Sanders: SC execution-secrecy bill would set a new low in accountability
S. 553 and H.3853 would eliminate transparency and accountability in the government’s exercise of the extraordinary power of taking the life of one of its citizens. They would prevent the public from ever learning what happens in carrying out executions by lethal injection, even when they go wrong.
The bills make all aspects of obtaining the drugs for lethal injection a state secret. The confidentiality applies to everything from the names of those involved in carrying out the sentence to the suppliers and manufacturers of the drugs, the type of drugs used and even the cost to the Department of Corrections.
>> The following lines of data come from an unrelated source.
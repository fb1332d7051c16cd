//! Error types for the numeral converter and its HTTP client.
//!
//! # Design
//! `ConversionError` is what the pure converter returns; each variant names
//! the offending input so callers can surface the message unchanged.
//! `ErrorKind` is the flat, serializable tag of a `ConversionError` and is
//! what travels in HTTP error bodies.
//!
//! `ApiError` covers the client side: `Rejected` is the service refusing a
//! value (422), everything else non-2xx lands in `HttpError` with the raw
//! status code and body for debugging.

use serde::{Deserialize, Serialize};
use thiserror::Error;

use crate::types::ErrorBody;

/// Failures of the Arabic/Roman converter.
#[derive(Debug, Clone, PartialEq, Error)]
pub enum ConversionError {
    #[error("{value} is not a whole number")]
    NotInteger { value: f64 },

    /// `value` is the caller's number as written, including floats beyond
    /// the `i64` range.
    #[error("{value} is out of range; expected a number between 1 and 3999")]
    OutOfRange { value: String },

    #[error("roman numeral is empty")]
    EmptyInput,

    #[error("invalid character {character:?} in {input:?}; only I, V, X, L, C, D and M are allowed")]
    InvalidCharacter { input: String, character: char },

    #[error("{input:?} is not a canonical roman numeral; did you mean {canonical:?}?")]
    NonCanonicalForm { input: String, canonical: String },
}

impl ConversionError {
    pub fn kind(&self) -> ErrorKind {
        match self {
            ConversionError::NotInteger { .. } => ErrorKind::NotInteger,
            ConversionError::OutOfRange { .. } => ErrorKind::OutOfRange,
            ConversionError::EmptyInput => ErrorKind::EmptyInput,
            ConversionError::InvalidCharacter { .. } => ErrorKind::InvalidCharacter,
            ConversionError::NonCanonicalForm { .. } => ErrorKind::NonCanonicalForm,
        }
    }
}

/// Serializable tag identifying which conversion rule was violated.
#[derive(Debug, Clone, Copy, PartialEq, Eq, Hash, Serialize, Deserialize)]
#[serde(rename_all = "snake_case")]
pub enum ErrorKind {
    NotInteger,
    OutOfRange,
    EmptyInput,
    InvalidCharacter,
    NonCanonicalForm,
}

impl ErrorKind {
    /// The wire name, identical to the serde form.
    pub fn as_str(self) -> &'static str {
        match self {
            ErrorKind::NotInteger => "not_integer",
            ErrorKind::OutOfRange => "out_of_range",
            ErrorKind::EmptyInput => "empty_input",
            ErrorKind::InvalidCharacter => "invalid_character",
            ErrorKind::NonCanonicalForm => "non_canonical_form",
        }
    }
}

/// Errors returned by `ConverterClient` parse methods.
#[derive(Debug, Error)]
pub enum ApiError {
    /// The service returned 422: the value was well-formed but not convertible.
    #[error("rejected by server: {}", .0.error)]
    Rejected(ErrorBody),

    /// The server returned a non-2xx status other than 422.
    #[error("HTTP {status}: {body}")]
    HttpError { status: u16, body: String },

    /// A required response header was absent.
    #[error("missing response header {0}")]
    MissingHeader(&'static str),

    /// The response body could not be deserialized into the expected type.
    #[error("deserialization failed: {0}")]
    DeserializationError(String),
}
Whether one is in favor of or opposes the death penalty, we should be able to agree that we deserve transparency and accountability if the state takes a life in our name.
The bills have been presented as a way to help the Department of Corrections more easily obtain lethal injection drugs; in actuality, this is about government secrecy.
The need for public scrutiny of executions by lethal injection has never been greater. Removing transparency will allow the sate to obtain untested drugs from unregulated compounding pharmacies, essentially allowing for human experimentation. This increases the risk of horrifically botched executions, like those of Clayton Lockett in Oklahoma and Joseph Wood in Arizona last year. Worse yet, the secrecy would inhibit outside investigations of executions that go wrong, and prevent the public from holding state officials accountable.
Last month, the Senate Corrections and Penology Committee rejected the Senate bill, but the House bill is still alive, and the language could be added to the budget in the Senate. Only by opposing this legislation can legislators demonstrate their commitment to open and accountable government.
Not since the Spanish Inquisition in 1492 has a so-called civilized nation willfully executed people in secret. If South Carolina is going to continue to kill people, don’t you think we should know – if we are interested – all aspects of the means of their execution? What if the lawyer for a person facing execution is able to show that the drugs the state is planning to use will cause a horribly painful, protracted death and may not even cause death? Of course, I’m not imagining the possibility; that is exactly what has happened on more than one occasion.
Please don’t think for a minute that I am speaking up for criminals. I am speaking for all civilized and decent South Carolinians.